The Wildlife Commission wants your help determining their range expansion across the state.

RALEIGH, N.C. — If you spot an armadillo in the wild, you might want to report it.

The N.C. Wildlife Resources Commission is asking for the public's help to report any armadillo sightings in the state.

If you're taking a walk through the park and spot the little creature, you can take part in the NC Armadillo project by reporting it in a few different ways.

Submitting through the iNaturalist App

  1. Snap your photos of the little guy
  2. Download the iNaturalist app
  3.  Upload your pics to the app

Submitting via email

  1. Snap your photos and attach
  2. Write the date and time of when it was observed
  3. Write the location of the observation, GPS coordinates are preferred but a detailed location description is acceptable

Commission biologists are tracking their movements because of recent weather patterns. 

Armadillos lack thick insulation and have to dig for their food. When temperatures drop to freezing, it can cause them to freeze or starve to death, so it's best for the creatures to stay in mild winter conditions.

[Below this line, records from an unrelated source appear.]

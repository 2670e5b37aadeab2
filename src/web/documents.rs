use axum::extract::{Multipart, Path, State};
use axum::routing::{delete, get, post};
use axum::{Extension, Json, Router};
use chrono::Utc;
use serde::Serialize;
use std::sync::Arc;
use tracing::{error, info};
use uuid::Uuid;

use crate::models::hr_documents::{HrDocument, NewHrDocument};
use crate::sessions::AuthUser;
use crate::{ApiError, AppState};

const DEFAULT_CATEGORY: &str = "general";

pub fn router(app_state: Arc<AppState>) -> Router {
    Router::new()
        .route("/api/hr-documents", get(list_documents))
        .route("/api/hr-documents/upload", post(upload_document))
        .route("/api/hr-documents/:id", delete(delete_document))
        .with_state(app_state)
}

#[derive(Debug, Serialize)]
#[serde(rename_all = "camelCase")]
struct HrDocumentResponse {
    id: Uuid,
    name: String,
    category: String,
    file_path: String,
    file_size: Option<i32>,
    mime_type: Option<String>,
    uploaded_by: String,
    is_active: bool,
    vector_count: i32,
    created_at: String,
}

impl From<HrDocument> for HrDocumentResponse {
    fn from(doc: HrDocument) -> Self {
        HrDocumentResponse {
            id: doc.id,
            name: doc.name,
            category: doc.category,
            file_path: doc.file_path,
            file_size: doc.file_size,
            mime_type: doc.mime_type,
            uploaded_by: doc.uploaded_by,
            is_active: doc.is_active,
            vector_count: doc.vector_count,
            created_at: doc.created_at.to_rfc3339(),
        }
    }
}

async fn list_documents(
    State(state): State<Arc<AppState>>,
    Extension(_auth): Extension<AuthUser>,
) -> Result<Json<Vec<HrDocumentResponse>>, ApiError> {
    let documents = state.db.get_hr_documents()?;
    Ok(Json(
        documents.into_iter().map(HrDocumentResponse::from).collect(),
    ))
}

#[derive(Debug, Serialize)]
#[serde(rename_all = "camelCase")]
struct UploadedDocumentResponse {
    id: Uuid,
    name: String,
    category: String,
    file_path: String,
    vector_count: i32,
}

async fn upload_document(
    State(state): State<Arc<AppState>>,
    Extension(auth): Extension<AuthUser>,
    mut multipart: Multipart,
) -> Result<Json<UploadedDocumentResponse>, ApiError> {
    let mut file: Option<(String, Option<String>, Vec<u8>)> = None;
    let mut category = DEFAULT_CATEGORY.to_string();

    while let Some(field) = multipart
        .next_field()
        .await
        .map_err(|_| ApiError::Validation("Malformed multipart body".to_string()))?
    {
        let field_name = field.name().map(String::from);
        match field_name.as_deref() {
            Some("file") => {
                let file_name = sanitize_file_name(field.file_name().unwrap_or("document"));
                let content_type = field.content_type().map(String::from);
                let bytes = field
                    .bytes()
                    .await
                    .map_err(|_| ApiError::Validation("Could not read uploaded file".to_string()))?;
                file = Some((file_name, content_type, bytes.to_vec()));
            }
            Some("category") => {
                let value = field
                    .text()
                    .await
                    .map_err(|_| ApiError::Validation("Could not read category".to_string()))?;
                if !value.trim().is_empty() {
                    category = value.trim().to_string();
                }
            }
            _ => {}
        }
    }

    let (file_name, content_type, bytes) =
        file.ok_or_else(|| ApiError::Validation("No file uploaded".to_string()))?;

    // Document text goes to the chunk splitter only for the stored count;
    // binary uploads degrade to an empty text and a zero count.
    let text = String::from_utf8_lossy(&bytes).into_owned();
    let chunks = state.ai.split_document(&file_name, &text).await;

    let document_id = Uuid::new_v4();
    let file_path = store_file(&state, &auth, document_id, &file_name, content_type.as_deref(), &bytes)
        .await?;

    let new_document = NewHrDocument {
        id: document_id,
        name: file_name,
        category,
        file_path,
        file_size: stored_file_size(bytes.len()),
        mime_type: content_type,
        uploaded_by: auth.user_id.clone(),
        vector_count: chunks.len() as i32,
        processed_at: Some(Utc::now()),
    };

    let document = state.db.create_hr_document(&new_document)?;
    info!(
        "User {} uploaded document {} ({} chunks)",
        auth.user_id, document.name, document.vector_count
    );

    Ok(Json(UploadedDocumentResponse {
        id: document.id,
        name: document.name,
        category: document.category,
        file_path: document.file_path,
        vector_count: document.vector_count,
    }))
}

/// Private object storage when configured, local upload directory otherwise.
async fn store_file(
    state: &AppState,
    auth: &AuthUser,
    document_id: Uuid,
    file_name: &str,
    content_type: Option<&str>,
    bytes: &[u8],
) -> Result<String, ApiError> {
    if state.object_store.is_configured_for_uploads() {
        let object_path = format!("hr-documents/{document_id}/{file_name}");
        let signed_url = state
            .object_store
            .signed_upload_url(&object_path, &auth.user_id)
            .await?;
        state
            .object_store
            .upload_signed(&signed_url, bytes.to_vec(), content_type)
            .await?;
        let private_dir = state.object_store.private_dir()?;
        return Ok(format!("{}/{object_path}", private_dir.trim_end_matches('/')));
    }

    let local_path = state
        .config
        .upload_dir
        .join(format!("{document_id}_{file_name}"));
    tokio::fs::create_dir_all(&state.config.upload_dir)
        .await
        .map_err(|e| {
            error!("Could not create upload directory: {}", e);
            ApiError::InternalServerError
        })?;
    tokio::fs::write(&local_path, bytes).await.map_err(|e| {
        error!("Could not persist uploaded file: {}", e);
        ApiError::InternalServerError
    })?;
    Ok(local_path.to_string_lossy().into_owned())
}

/// `None` when the upload does not fit the column, rather than a wrapped
/// negative size.
fn stored_file_size(len: usize) -> Option<i32> {
    i32::try_from(len).ok()
}

fn sanitize_file_name(raw: &str) -> String {
    let name = raw
        .rsplit(['/', '\\'])
        .next()
        .unwrap_or(raw)
        .trim()
        .to_string();
    if name.is_empty() {
        "document".to_string()
    } else {
        name
    }
}

#[derive(Debug, Serialize)]
struct MessageResponse {
    message: String,
}

async fn delete_document(
    State(state): State<Arc<AppState>>,
    Extension(_auth): Extension<AuthUser>,
    Path(document_id): Path<Uuid>,
) -> Result<Json<MessageResponse>, ApiError> {
    state.db.soft_delete_hr_document(document_id)?;
    Ok(Json(MessageResponse {
        message: "Document deleted successfully".to_string(),
    }))
}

North Carolina has been experiencing fewer long stretches of below-freezing weather, so armadillos are expanding northward. 

“Whether armadillos continue spreading beyond their current range will be largely determined by climate,” according to Colleen Olfenbuttel, the Commission’s black bear and furbearer biologist. “The number of counties with confirmed observations is 28, stretching from Cherokee to Dare counties. This makes it likely the armadillo is expanding its range naturally throughout North Carolina, rather than being helped by human intervention.”   

Armadillos are native to Central and South America but have gradually expanded their range into the southeastern corners of the United States. 

In 2007, the agency received the first confirmed sighting of a nine-banded armadillo in Macon County and in the last 16 years has received more than 898 reports in 70 counties.  

In 2022, there were 234 reported sightings.